- TASK DIRECTIONS -
Tally every line of the listing where the string "SqlitePool" is found, and state the total alone.

- SOURCE MATERIAL -
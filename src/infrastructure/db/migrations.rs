use sqlx::{migrate::Migrator, SqlitePool};
use tracing::info;

use crate::errors::AppError;

/// Ordered, checksummed schema history embedded at build time.
pub static MIGRATOR: Migrator = sqlx::migrate!("./migrations");

/// Applies every pending migration. Already applied versions are skipped; an
/// applied version whose checksum changed aborts with an error.
pub async fn run_migrations(pool: &SqlitePool) -> Result<(), AppError> {
    MIGRATOR.run(pool).await?;
    let version = current_version(pool).await?;
    info!(version = ?version, "Database schema up to date");
    Ok(())
}

/// Latest successfully applied migration, if any.
pub async fn current_version(pool: &SqlitePool) -> Result<Option<i64>, AppError> {
    let version: Option<i64> = sqlx::query_scalar(
        "SELECT MAX(version) FROM _sqlx_migrations WHERE success = 1",
    )
    .fetch_one(pool)
    .await?;
    Ok(version)
}

#[cfg(test)]
mod tests {
    use super::*;
    use crate::db::sqlite::create_pool;

    async fn table_columns(pool: &SqlitePool, table: &str) -> Vec<String> {
        sqlx::query_scalar::<_, String>(&format!("SELECT name FROM pragma_table_info('{table}')"))
            .fetch_all(pool)
            .await
            .unwrap()
    }

    #[tokio::test]
    async fn applies_every_step_once() {
        let pool = create_pool("sqlite::memory:", 1).await.unwrap();
        run_migrations(&pool).await.unwrap();
        run_migrations(&pool).await.unwrap();

        let applied: i64 = sqlx::query_scalar("SELECT COUNT(*) FROM _sqlx_migrations")
            .fetch_one(&pool)
            .await
            .unwrap();
        assert_eq!(applied as usize, MIGRATOR.iter().count());

        let last = MIGRATOR.iter().map(|m| m.version).max();
        assert_eq!(current_version(&pool).await.unwrap(), last);
    }

    #[tokio::test]
    async fn later_steps_add_their_columns() {
        let pool = create_pool("sqlite::memory:", 1).await.unwrap();
        run_migrations(&pool).await.unwrap();

        assert!(table_columns(&pool, "projects").await.contains(&"live_url".to_string()));
        assert!(table_columns(&pool, "contact_messages").await.contains(&"starred".to_string()));
        assert!(table_columns(&pool, "about_info").await.contains(&"instagram_url".to_string()));
    }

    #[tokio::test]
    async fn singletons_are_seeded_and_constrained() {
        let pool = create_pool("sqlite::memory:", 1).await.unwrap();
        run_migrations(&pool).await.unwrap();

        let about: i64 = sqlx::query_scalar("SELECT COUNT(*) FROM about_info")
            .fetch_one(&pool)
            .await
            .unwrap();
        let legal: i64 = sqlx::query_scalar("SELECT COUNT(*) FROM legal_docs")
            .fetch_one(&pool)
            .await
            .unwrap();
        assert_eq!((about, legal), (1, 2));

        let second_row = sqlx::query("INSERT INTO about_info (id) VALUES (2)")
            .execute(&pool)
            .await;
        assert!(second_row.is_err());

        let unknown_doc = sqlx::query("INSERT INTO legal_docs (doc_type) VALUES ('cookie_policy')")
            .execute(&pool)
            .await;
        assert!(unknown_doc.is_err());
    }
}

- WRITTEN ANSWER -
4